Perrault’s Little Red Riding Hood story became so popular over the next century that by the time the Grimms were going about collecting their traditional German tales in the early 1800s, Perrault’s “Little Red Riding Hood” had become an oral tale itself. One of the Grimms’ sources of oral tales, Marie Hassenpflug, who had a German and French background had a version of Perrault’s tale in her oral collection. The Grimms named theirs “Rötkappchen” (Little Red Cap), and of course, they did their thing of changing the tales they collected to reflect what they felt were German traditions and values (aka removing all the sexual innuendo). They added the mother’s warning to “stay on the path” which has become the most common lesson associated with the story. They also added the huntsman to save Little Red and Grandma, some traditional misogyny, thankyousomuch, and the idea of putting stones in the cut-open-but-still-sleeping wolf to kill him when he tried to get up. They also added a second encounter with another wolf for Little Red and Granny, this time Granny has the plan to kill the wolf with the temptation of sausage water. Mmm… So, good for granny, but Little Red still hasn’t handled a wolf on her own.

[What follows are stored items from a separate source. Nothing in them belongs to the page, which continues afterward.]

#[cfg(test)]
mod tests {
    use super::*;

    fn scalar(ty: StaticType) -> ScalarSerializer {
        ScalarSerializer::new(ty).unwrap()
    }

    #[test]
    fn time_span_text_form() {
        let td = TimeDelta::days(1) + TimeDelta::hours(2) + TimeDelta::minutes(3) + TimeDelta::seconds(4);
        assert_eq!(format_time_span(&td), "1.02:03:04");
        assert_eq!(format_time_span(&TimeDelta::milliseconds(-1500)), "-00:00:01.5000000");
        assert_eq!(format_time_span(&TimeDelta::zero()), "00:00:00");
        assert_eq!(parse_time_span("1.02:03:04"), Some(td));
        assert_eq!(parse_time_span("-00:00:01.5"), Some(TimeDelta::milliseconds(-1500)));
        assert_eq!(parse_time_span("24:00:00"), None);
        assert_eq!(parse_time_span("1:2"), None);
    }

    #[test]
    fn ticks_match_the_dotnet_epoch() {
        let epoch = DateTime::from_timestamp(0, 0).unwrap();
        assert_eq!(ticks_from_utc(&epoch), UNIX_EPOCH_TICKS);
        assert_eq!(utc_from_ticks(UNIX_EPOCH_TICKS + 10), DateTime::from_timestamp(0, 1_000));
    }

    #[test]
    fn date_time_offset_array_form() {
        let dt = FixedOffset::east_opt(2 * 3600)
            .unwrap()
            .with_ymd_and_hms(1970, 1, 1, 2, 0, 0)
            .unwrap();
        let s = scalar(StaticType::DateTimeOffset);
        let stored = s.serialize(&NativeValue::DateTimeOffset(dt)).unwrap();
        let two_hours = 2 * 3600 * TICKS_PER_SECOND;
        assert_eq!(
            stored,
            Value::Array(vec![
                Value::Int64((UNIX_EPOCH_TICKS + two_hours) as i64),
                Value::Int32(120)
            ])
        );
        assert_eq!(s.deserialize(&stored).unwrap(), NativeValue::DateTimeOffset(dt));
    }

    #[test]
    fn guid_reads_legacy_byte_order() {
        let g = Uuid::parse_str("00112233-4455-6677-8899-aabbccddeeff").unwrap();
        let legacy = Value::Binary(Binary::new(Binary::UUID_LEGACY_SUBTYPE, g.to_bytes_le().to_vec()));
        assert_eq!(scalar(StaticType::Guid).deserialize(&legacy).unwrap(), NativeValue::Guid(g));
    }

    #[test]
    fn char_is_stored_as_code_point() {
        let s = scalar(StaticType::Char);
        assert_eq!(s.serialize(&NativeValue::Char('A')).unwrap(), Value::Int32(65));
        assert_eq!(s.deserialize(&Value::Int32(0x3bb)).unwrap(), NativeValue::Char('λ'));
        assert!(s.deserialize(&Value::Int32(-1)).is_err());
    }

    #[test]
    fn null_is_only_valid_for_reference_types() {
        assert_eq!(scalar(StaticType::String).serialize(&NativeValue::Null).unwrap(), Value::Null);
        assert!(matches!(
            scalar(StaticType::I32).serialize(&NativeValue::Null),
            Err(MappingError::InvalidValue { .. })
        ));
    }
}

In looking at the history of the tale, there’s a lot of interesting stuff to learn about the werewolf trials of 16th century France and all the global versions of ATU tale type 333 including a tiger grandma from East Asia but looking ahead to film adaptations, which is why we’re here, it’s the Grimms’ version of the tale that most adaptations draw from.
To return to the scene from The Romance of Little Red Riding Hood, she continues,
“Monsieur Perrault has sketched but only one chapter. How fortunate is he who will write the others.”
Red Hot Riding Hood
The Big Bad Wolf character appeared in several Tex Avery cartoons in the 1940s. He debuted as Adolf Wolf invading the three little pigs. But in 1943 he met Red and was never the same. He ogled, fought over, and pursued Red through several stories.
In Red Hot Riding Hood (voted the 7th greatest cartoon of all time), the Wolf is a Hollywood swinger and Red is a showgirl. The Wolf pulls some classic eye bulges and dropped jaws while Red performs. After Red rebuffs his advances but directs him to her Grandma’s place, he goes there to find Red but instead finds himself the victim of a sexual predator; Grandma is hot for Wolfie. Cartoon hijinks ensue.
After that, the Wolf goes nuts for Red as “Lou” performing in Alaska (The Shooting of Dan McGoo, 1945), as a Rosie the Riveter performing in her Cinderella moment (Swing Shift Cinderella, 1945), and as a cowgirl performing in a saloon (Wild and Woolfy, 1945) But Wolfie never gets Red in the end.
Tex Avery was far from the first to tell the tale from the wolf’s point of view. I said Disney hadn’t touched the tale of Little Red, but that’s not quite true. In 1922, a young Walt Disney’s first animated short film was in fact “Little Red Riding Hood”. However, it doesn’t resemble the tale very much. The gentleman wolf isn’t even a wolf; he’s just a gentleman.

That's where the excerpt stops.